Dear Consortium Members and Affiliates,
This month we are introducing four new programs in response to member requests: LABELIT, QPack, FinchTV and CCPNMR for OS X. We also have updates and bug fixes for Xmipp and MGLTools.
It was great to see many of you last month at Quo Vadis. We hoped you enjoyed the conference as much as we did!
The following software updates will be available today:
Linux and Mac OS X (PPC and Intel)
LABELIT is an auto-indexing program designed to correct three commonly experienced problems: getting the wrong beam center, finding a unit cell that is too large, and improperly identifying the allowed Bravais symmetry. If successful, LABELIT can be operated with minimal user input, and will return its results generally within 30-60seconds. The LABELIT website has the complete manual.
FinchTV is a way to easily view and edit your DNA sequencer chromatogram data. It can display an entire trace in a scalable multi-pane view, and will also display quality values (when available). You can edit your base calls and save your data to a new chromatogram file for later use, select and copy sequence for use in other applications, and print your trace out to paper or a file. You also have the ability to search your sequence data using regular expressions or simple base queries, to view raw data from .ab1 files, and to reverse complement your sequence and traces. An overview is available on the FinchTV website.

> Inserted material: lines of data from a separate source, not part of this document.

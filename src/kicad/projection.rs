//! Projection of the partmaster onto KiCad categories, parts and revisions
//!
//! Reads are computed fresh from the loaded catalog on every call. Writes
//! modify one row in memory, save its store, and reload the whole catalog
//! from disk so that later reads only ever see what was persisted.

use std::collections::BTreeSet;
use std::path::Path;
use tracing::info;

use crate::core::catalog::{Catalog, CatalogError};
use crate::core::ipn::{category_of, revision_of, MAX_REVISION};
use crate::core::store::{CsvStore, IPN_COLUMN};
use crate::kicad::model::{
    source_columns, Category, FieldMap, PartDetail, PartSummary, PartUpdate,
};
use crate::kicad::tables::CategoryTables;

/// Column used for part names and descriptions
pub const DESCRIPTION_COLUMN: &str = "Description";

/// Category implied by a store's file name (`cap.csv` -> `CAP`)
fn store_category(store: &CsvStore) -> Option<String> {
    let name = store.name().to_uppercase();
    (name.len() == 3).then_some(name)
}

pub struct CatalogProjection {
    catalog: Catalog,
    tables: CategoryTables,
}

impl CatalogProjection {
    pub fn new(catalog: Catalog, tables: CategoryTables) -> Self {
        Self { catalog, tables }
    }

    /// Load the partmaster in `dir` with the standard category tables
    pub fn open(dir: &Path) -> Self {
        Self::new(Catalog::load(dir), CategoryTables::standard())
    }

    pub fn catalog(&self) -> &Catalog {
        &self.catalog
    }

    /// Re-read every store from disk
    pub fn reload(&mut self) {
        let dir = self.catalog.dir().to_path_buf();
        self.catalog = Catalog::load(&dir);
        info!(dir = %dir.display(), stores = self.catalog.stores().len(), "partmaster reloaded");
    }

    /// Categories from three-letter file names and from every IPN, sorted
    pub fn list_categories(&self) -> Vec<Category> {
        let mut codes = BTreeSet::new();

        for store in self.catalog.stores() {
            if let Some(code) = store_category(store) {
                codes.insert(code);
            }
            if let Some(col) = store.find_column(IPN_COLUMN) {
                for row in &store.rows {
                    if let Some(code) = row.get(col).and_then(|ipn| category_of(ipn)) {
                        codes.insert(code.to_string());
                    }
                }
            }
        }

        codes
            .into_iter()
            .map(|code| Category {
                name: self.tables.display_name(&code),
                description: self.tables.description(&code),
                id: code,
            })
            .collect()
    }

    /// Parts whose category matches `category_id`
    ///
    /// A row's category comes from its IPN when it has one, otherwise from
    /// the store's file name.
    pub fn list_parts(&self, category_id: &str) -> Vec<PartSummary> {
        let mut parts = Vec::new();

        for store in self.catalog.stores() {
            let file_category = store_category(store).unwrap_or_default();
            let ipn_col = store.find_column(IPN_COLUMN);
            let desc_col = store.find_column(DESCRIPTION_COLUMN);

            for row in store.rows.iter().filter(|r| !r.is_empty()) {
                let ipn = ipn_col
                    .and_then(|c| row.get(c))
                    .map(String::as_str)
                    .unwrap_or("");

                let category = if ipn.is_empty() {
                    file_category.as_str()
                } else {
                    category_of(ipn).unwrap_or("")
                };
                if category != category_id {
                    continue;
                }

                let id = if ipn.is_empty() {
                    format!("{}-unknown-{}", category_id, parts.len())
                } else {
                    ipn.to_string()
                };
                let description = desc_col
                    .and_then(|c| row.get(c))
                    .cloned()
                    .unwrap_or_default();

                parts.push(PartSummary {
                    id,
                    name: description.clone(),
                    description,
                });
            }
        }

        parts
    }

    /// Detail of the first row whose IPN is `id`
    pub fn part_detail(&self, id: &str) -> Result<PartDetail, CatalogError> {
        let (s, r) = self.locate(id)?;
        let store = &self.catalog.stores()[s];
        let row = &store.rows[r];

        let mut fields = FieldMap::new();
        let mut name = String::new();
        for (header, value) in store.headers.iter().zip(row.iter()) {
            if header.is_empty() || value.is_empty() {
                continue;
            }
            if header == DESCRIPTION_COLUMN {
                name = value.clone();
            }
            fields.insert(header.clone(), value.clone());
        }

        let category = category_of(id).unwrap_or("");
        Ok(PartDetail {
            id: id.to_string(),
            name,
            symbol_id_str: self.tables.symbol(category).to_string(),
            exclude_from_bom: "false".to_string(),
            fields,
            revision: revision_of(id).unwrap_or("").to_string(),
        })
    }

    /// Write a new description and/or manufacturer sources for a part
    pub fn update_part(&mut self, id: &str, update: &PartUpdate) -> Result<PartDetail, CatalogError> {
        let (s, r) = self.locate(id)?;
        let store = &mut self.catalog.stores_mut()[s];
        store.pad_row(r);

        if !update.description.is_empty() {
            let col = store.ensure_column(DESCRIPTION_COLUMN);
            store.rows[r][col] = update.description.clone();
        }

        for (i, source) in update.sources.iter().enumerate() {
            let (mfr_header, mpn_header) = source_columns(i);
            let mfr_col = store.ensure_column(&mfr_header);
            let mpn_col = store.ensure_column(&mpn_header);
            store.rows[r][mfr_col] = source.manufacturer.clone();
            store.rows[r][mpn_col] = source.mpn.clone();
        }

        store.save()?;
        info!(ipn = id, store = store.name(), sources = update.sources.len(), "part updated");

        self.reload();
        self.part_detail(id)
    }

    /// Copy a part's row under the next revision number
    ///
    /// The original row stays in place.
    pub fn start_new_revision(&mut self, id: &str) -> Result<PartDetail, CatalogError> {
        let (s, r) = self.locate(id)?;
        let store = &mut self.catalog.stores_mut()[s];
        let ipn_col = store
            .find_column(IPN_COLUMN)
            .ok_or_else(|| CatalogError::NotFound(id.to_string()))?;

        let current = store.rows[r][ipn_col].clone();
        let parts: Vec<&str> = current.split('-').collect();
        let [category, sequence, revision] = parts.as_slice() else {
            return Err(CatalogError::InvalidFormat(current.clone()));
        };
        let revision: i64 = revision
            .parse()
            .map_err(|_| CatalogError::InvalidFormat(current.clone()))?;

        if revision >= MAX_REVISION {
            return Err(CatalogError::RevisionOverflow(current.clone()));
        }
        let next = revision + 1;
        let new_ipn = format!("{}-{}-{:04}", category, sequence, next);

        let mut new_row = store.rows[r].clone();
        new_row.resize(store.headers.len(), String::new());
        new_row[ipn_col] = new_ipn.clone();
        store.rows.push(new_row);

        store.save()?;
        info!(from = %current, to = %new_ipn, store = store.name(), "new revision");

        self.reload();
        self.part_detail(&new_ipn)
    }

    fn locate(&self, id: &str) -> Result<(usize, usize), CatalogError> {
        if id.is_empty() {
            return Err(CatalogError::NotFound(id.to_string()));
        }
        self.catalog
            .locate(id)
            .ok_or_else(|| CatalogError::NotFound(id.to_string()))
    }
}

#[cfg(test)]
mod tests {
    use super::*;
    use crate::core::catalog::ErrorKind;
    use crate::kicad::model::SourceUpdate;
    use std::fs;
    use tempfile::{tempdir, TempDir};

    fn setup(files: &[(&str, &str)]) -> (TempDir, CatalogProjection) {
        let dir = tempdir().unwrap();
        for (name, content) in files {
            fs::write(dir.path().join(name), content).unwrap();
        }
        let projection = CatalogProjection::open(dir.path());
        (dir, projection)
    }

    const CAP: &str = "IPN,Description,Footprint,Value,Manufacturer,MPN
CAP-001-0001,100n X7R 16V,C_0402,100n,Murata,GRM155R71C104KA88D
CAP-002-0004,10u X5R 10V,C_0805,10u,Samsung,CL21A106KPFNNNE
";

    #[test]
    fn test_list_categories_from_files_and_ipns() {
        let (_dir, p) = setup(&[
            ("cap.csv", CAP),
            ("misc.csv", "IPN,Description\nRES-001-0001,1k\nbogus,nothing\nZZZ-001-0001,odd\n"),
            ("led.csv", "IPN,Description\n"),
        ]);

        let cats = p.list_categories();
        let ids: Vec<&str> = cats.iter().map(|c| c.id.as_str()).collect();
        assert_eq!(ids, vec!["CAP", "LED", "RES", "ZZZ"]);
        assert_eq!(cats[0].name, "Capacitors");
        assert_eq!(cats[3].name, "ZZZ");
        assert_eq!(cats[3].description, "ZZZ components");
    }

    #[test]
    fn test_list_parts_by_category() {
        let (_dir, p) = setup(&[
            ("cap.csv", "IPN,Description\nCAP-001-0001,100n\n,loose cap\nRES-001-0001,in the wrong file\n"),
            ("res.csv", "IPN,Description\nRES-002-0001,10k\n"),
        ]);

        let caps = p.list_parts("CAP");
        assert_eq!(caps.len(), 2);
        assert_eq!(caps[0].id, "CAP-001-0001");
        assert_eq!(caps[0].name, "100n");
        assert_eq!(caps[0].description, "100n");
        assert_eq!(caps[1].id, "CAP-unknown-1");
        assert_eq!(caps[1].name, "loose cap");

        let res = p.list_parts("RES");
        let ids: Vec<&str> = res.iter().map(|s| s.id.as_str()).collect();
        assert_eq!(ids, vec!["RES-001-0001", "RES-002-0001"]);

        assert!(p.list_parts("DIO").is_empty());
    }

    #[test]
    fn test_part_detail() {
        let (_dir, p) = setup(&[("cap.csv", CAP)]);
        let detail = p.part_detail("CAP-002-0004").unwrap();
        assert_eq!(detail.name, "10u X5R 10V");
        assert_eq!(detail.symbol_id_str, "Device:C");
        assert_eq!(detail.exclude_from_bom, "false");
        assert_eq!(detail.revision, "0004");
        let keys: Vec<&str> = detail.fields.keys().collect();
        assert_eq!(keys, vec!["IPN", "Description", "Footprint", "Value", "Manufacturer", "MPN"]);

        let err = p.part_detail("CAP-009-0001").unwrap_err();
        assert_eq!(err.kind(), ErrorKind::Missing);
    }

    #[test]
    fn test_part_detail_skips_empty_cells_and_headers() {
        let (_dir, p) = setup(&[("parts.csv", "IPN,,Value,MPN\nXYZ-001-0001,hidden,,ABC\n")]);
        let detail = p.part_detail("XYZ-001-0001").unwrap();
        let keys: Vec<&str> = detail.fields.keys().collect();
        assert_eq!(keys, vec!["IPN", "MPN"]);
        assert_eq!(detail.symbol_id_str, "Device:Device");
        assert!(detail.name.is_empty());
    }

    #[test]
    fn test_update_part_writes_columns_and_reloads() {
        let (dir, mut p) = setup(&[("cap.csv", "IPN,Description\nCAP-001-0001,old\nCAP-001-0002\n")]);

        let update = PartUpdate {
            description: "new description".into(),
            sources: vec![
                SourceUpdate {
                    manufacturer: "Murata".into(),
                    mpn: "GRM155".into(),
                },
                SourceUpdate {
                    manufacturer: "TDK".into(),
                    mpn: "C1005".into(),
                },
            ],
        };
        let detail = p.update_part("CAP-001-0001", &update).unwrap();
        assert_eq!(detail.name, "new description");
        assert_eq!(detail.fields.get("Manufacturer2"), Some("TDK"));
        assert_eq!(detail.fields.get("MPN"), Some("GRM155"));

        let content = fs::read_to_string(dir.path().join("cap.csv")).unwrap();
        assert_eq!(
            content,
            "IPN,Description,Manufacturer,MPN,Manufacturer2,MPN2\n\
             CAP-001-0001,new description,Murata,GRM155,TDK,C1005\n\
             CAP-001-0002,,,,\n"
        );
    }

    #[test]
    fn test_update_part_empty_description_keeps_old() {
        let (_dir, mut p) = setup(&[("cap.csv", "IPN,Description\nCAP-001-0001,keep me\n")]);
        let detail = p.update_part("CAP-001-0001", &PartUpdate::default()).unwrap();
        assert_eq!(detail.name, "keep me");
    }

    #[test]
    fn test_update_part_not_found() {
        let (_dir, mut p) = setup(&[("cap.csv", CAP)]);
        let err = p.update_part("CAP-404-0001", &PartUpdate::default()).unwrap_err();
        assert!(matches!(err, CatalogError::NotFound(_)));
    }

    #[test]
    fn test_start_new_revision() {
        let (dir, mut p) = setup(&[("cap.csv", CAP)]);
        let detail = p.start_new_revision("CAP-002-0004").unwrap();
        assert_eq!(detail.id, "CAP-002-0005");
        assert_eq!(detail.revision, "0005");
        assert_eq!(detail.name, "10u X5R 10V");

        // original is kept and both are on disk
        assert!(p.part_detail("CAP-002-0004").is_ok());
        let content = fs::read_to_string(dir.path().join("cap.csv")).unwrap();
        assert!(content.contains("CAP-002-0004,"));
        assert!(content.ends_with("CAP-002-0005,10u X5R 10V,C_0805,10u,Samsung,CL21A106KPFNNNE\n"));
    }

    #[test]
    fn test_start_new_revision_loose_identifier() {
        let (_dir, mut p) = setup(&[("misc.csv", "IPN,Description\nab-12-7,odd\nab-12,bad\nab-12-x,bad\n")]);
        let detail = p.start_new_revision("ab-12-7").unwrap();
        assert_eq!(detail.id, "ab-12-0008");
        assert!(detail.revision.is_empty());

        let err = p.start_new_revision("ab-12").unwrap_err();
        assert!(matches!(err, CatalogError::InvalidFormat(_)));
        let err = p.start_new_revision("ab-12-x").unwrap_err();
        assert_eq!(err.kind(), ErrorKind::Rejected);
    }

    #[test]
    fn test_start_new_revision_overflow() {
        let (dir, mut p) = setup(&[("cap.csv", "IPN,Description\nCAP-001-9999,max\n")]);
        let err = p.start_new_revision("CAP-001-9999").unwrap_err();
        assert!(matches!(err, CatalogError::RevisionOverflow(_)));
        let content = fs::read_to_string(dir.path().join("cap.csv")).unwrap();
        assert_eq!(content, "IPN,Description\nCAP-001-9999,max\n");
    }

    #[test]
    fn test_start_new_revision_huge_revision_is_rejected() {
        let row = "IPN,Description\nCAP-001-9223372036854775807,x\n";
        let (dir, mut p) = setup(&[("cap.csv", row)]);
        let err = p.start_new_revision("CAP-001-9223372036854775807").unwrap_err();
        assert!(matches!(err, CatalogError::RevisionOverflow(_)));
        assert_eq!(err.kind(), ErrorKind::Rejected);
        let content = fs::read_to_string(dir.path().join("cap.csv")).unwrap();
        assert_eq!(content, row);
    }

    #[test]
    fn test_update_part_pads_short_row() {
        let (dir, mut p) = setup(&[("cap.csv", "IPN,Description,Value\nCAP-001-0001\n")]);
        let update = PartUpdate {
            description: "new".into(),
            sources: vec![],
        };
        let detail = p.update_part("CAP-001-0001", &update).unwrap();
        assert_eq!(detail.name, "new");
        let content = fs::read_to_string(dir.path().join("cap.csv")).unwrap();
        assert_eq!(content, "IPN,Description,Value\nCAP-001-0001,new,\n");
    }

    #[test]
    fn test_start_new_revision_pads_short_row() {
        let (dir, mut p) = setup(&[("cap.csv", "IPN,Description,Value\nCAP-001-0001\n")]);
        p.start_new_revision("CAP-001-0001").unwrap();
        let content = fs::read_to_string(dir.path().join("cap.csv")).unwrap();
        assert!(content.ends_with("CAP-001-0002,,\n"));
    }
}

QPack performs a "quick" evaluation of steric packing in protein structures. Amino acid side chains are not represented in full atomic detail. Instead, one or more averaged centers of interaction per residue are used. A measure of the quality of side chain packing is determined from the available spherical space available to each residue. Additionally, an empirical pairwise residue contact potential can be used to estimate the correctness of model protein structures. Some additional documentation is availabe on the QPACK web page.
OS X only (Intel and PowerPC)
CCPNMR, introduced for the Linux branch last month, is now available on both OS X branches. CCPNMR Analysis is a new analysis program built on top of the CCP Data Model. The program is inspired partly by the program ANSIG (Per Kraulis) and partly by the program Sparky (T.D.Goddard and D.G.Kneller, UCSF). Documentation and details on the CCPNMR software suite are available on their website.
Linux only
MGLTools from the Molecular Graphics Laboratory of The Scrips Research Institute has been updated to version 1.5.1. This package includes the AutoDockTools graphical front-end for AutoDock as well as the Python Molecule Viewer and Vision, a program for graphically building computational pipelines. The MGLTools website has extensive documentation.
This month we are pleased to welcome Dr. Anna Marie Pyle and the Pyle Lab from Yale University and Dr. Joseph Sodroski from Harvard Medical School and the Dana Farber Cancer Institute.